Chip Hop
By Andrea Appleton
POSTED JUNE 29, 2007

It was the first day of summer and oddly joyful music filled the air on a block of White Street, near Church. Gathered in the middle of the street before a makeshift stage, some people danced and others nodded to the beat of electronic beeps and blips reminiscent of a Pac Man game.
“The sky is raining marshmallows and you can eat it like cereal!” musician Mark DeNardo sang to one trilling, bleeping composition. But soon after, the sky rained water instead, and audience and performer ran for cover.
DeNardo was the first of three “chiptune” artists to perform on June 21 in a concert sponsored by The Tank, a performing arts space at 279 Church Street. (The show was part of Make Music New York, a free citywide music celebration.)
Chiptune music is a fairly new genre in which musicians use old hardware like Game Boys and Nintendo Entertainment Systems to synthesize original compositions. The songs are composed on sound chips, and though related to other types of electronica, have the squeaky bright tones of classic video games like Tetris.
When the skies cleared, Joshua Davis, a.k.a. “Bitshifter,” arrived, carrying two Game Boys. Raising one arm dramatically, he began playing a song with a slow orchestral beginning, which, at the press of a few buttons, broke into a jubilant bleeping arpeggio. If the Super Mario Brothers had shimmied down a water pipe and joined the ecstatic crowd at that moment, it might not have seemed so very strange. Instead a steady stream of pedestrians paused to listen.

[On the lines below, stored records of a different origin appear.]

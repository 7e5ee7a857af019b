//! Error types shared by the scanner and its input collaborators.
//!
//! Lexical errors (stray characters, unterminated comments and literals) are
//! collected as diagnostics while scanning continues. Input errors (nothing
//! selected, unreadable file) are returned before the scanner is invoked.

pub mod errors;
use std::{fs, path::PathBuf};

use tracing::{debug, warn};

use crate::{
    errors::errors::{Error, ErrorImpl},
    Position,
};

/// The sample program analysed when no file is given.
pub const SAMPLE: &str = "int main() {\r\n    int x, a = 2, b = 3, c = 5;\r\n    x = a + b * c;\r\n    printf(\"The value of x is %d\", x);\r\n    return 0;\r\n}";

#[derive(Debug, Clone, PartialEq, Eq)]
pub struct Source {
    pub name: String,
    pub text: String,
}

/// Supplier of the text handed to the tokenizer.
///
/// Failures surface here, before any scanning takes place.
pub trait SourceProvider {
    fn provide(&self) -> Result<Source, Error>;
}

pub struct SampleSource;

impl SourceProvider for SampleSource {
    fn provide(&self) -> Result<Source, Error> {
        Ok(Source {
            name: String::from("<sample>"),
            text: String::from(SAMPLE),
        })
    }
}

pub struct FileSource {
    path: PathBuf,
}

impl FileSource {
    pub fn new(path: impl Into<PathBuf>) -> Self {
        FileSource { path: path.into() }
    }
}

impl SourceProvider for FileSource {
    fn provide(&self) -> Result<Source, Error> {
        let bytes = fs::read(&self.path).map_err(|err| {
            Error::new(
                ErrorImpl::FileRead {
                    path: self.path.display().to_string(),
                    message: err.to_string(),
                },
                Position::null(),
            )
        })?;

        // Bytes that are not UTF-8 (Latin-1 comments, say) become U+FFFD so
        // the rest of the file still gets scanned.
        let text = match String::from_utf8(bytes) {
            Ok(text) => text,
            Err(err) => {
                warn!(path = %self.path.display(), "source is not valid UTF-8, replacing invalid bytes");
                String::from_utf8_lossy(err.as_bytes()).into_owned()
            }
        };

        debug!(path = %self.path.display(), bytes = text.len(), "read source file");

        Ok(Source {
            name: self.path.display().to_string(),
            text,
        })
    }
}

/// Picks the provider for a run: an explicit file wins, then the built-in
/// sample. Asking for neither is an error.
pub fn select_source(file: Option<PathBuf>, sample: bool) -> Result<Box<dyn SourceProvider>, Error> {
    match (file, sample) {
        (Some(path), _) => Ok(Box::new(FileSource::new(path))),
        (None, true) => Ok(Box::new(SampleSource)),
        (None, false) => Err(Error::new(ErrorImpl::NoInputSelected, Position::null())),
    }
}
//! Utility macros for the lexer.
//!
//! - `MK_TOKEN!` - Creates a Token instance
//! - `MK_RULE!` - Creates a grammar rule

/// Creates a Token instance.
///
/// # Arguments
///
/// * `$kind` - The TokenKind
/// * `$value` - The token's source text
/// * `$span` - The source span
///
/// # Example
///
/// ```ignore
/// let token = MK_TOKEN!(TokenKind::Constant, "42".to_string(), span);
/// ```
#[macro_export]
macro_rules! MK_TOKEN {
    ($kind:expr, $value:expr, $span:expr) => {
        Token {
            kind: $kind,
            value: $value,
            span: $span,
        }
    };
}

/// Creates a grammar rule from a capture-group name, a regex fragment and
/// the action taken when that fragment wins.
///
/// # Example
///
/// ```ignore
/// MK_RULE!("identifier", "[a-zA-Z_][a-zA-Z0-9_]*", RuleAction::Emit(TokenKind::Identifier))
/// ```
#[macro_export]
macro_rules! MK_RULE {
    ($name:literal, $pattern:expr, $action:expr) => {
        Rule {
            name: $name,
            pattern: String::from($pattern),
            action: $action,
        }
    };
}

“It’s a very infectious sound,” said Al Pfaet, who was on his way to dinner with friends. “I think it’s great. I’m from the generation when we called these ‘happenings.’”
“It reminds me of nerdy 80s kids,” said Ani Sevag. “The sound is very Atari.”
Residents peered down from their lofts to see what was going on. Children passing by with their parents wriggled happily to the beat. Diners in the two restaurants on the corner swiveled in their chairs to stare out the window.
George Conde, manager of Petrarca, stood at the door of his restaurant with arms folded, sternly contemplating the crowd. But he had no complaints, since the music wasn’t audible inside the restaurant.

“It’s a nice sound,” he said, shrugging. “Nice people. Young, but nice.”
Two of those young chiptune afficionados spoke to a Trib reporter while taking a breather from dancing. “We’re very big fans,” said David Ertel, 20. “What I like is the limitations it places on the musician.”
“When I first heard it, I wasn’t that into it,” said his friend, Henry Baum, 21. “But now it’s pretty much my favorite music.”
With that, Jeremiah Johnson, a.k.a. “Nullsleep,” the last of the three performers, began his set.
His hair flying, he rocked back and forth, pushing buttons with a rapid-fire thumb action, as if trying to jump a level in Donkey Kong. The music sped up, and the sweating, bouncing crowd went wild.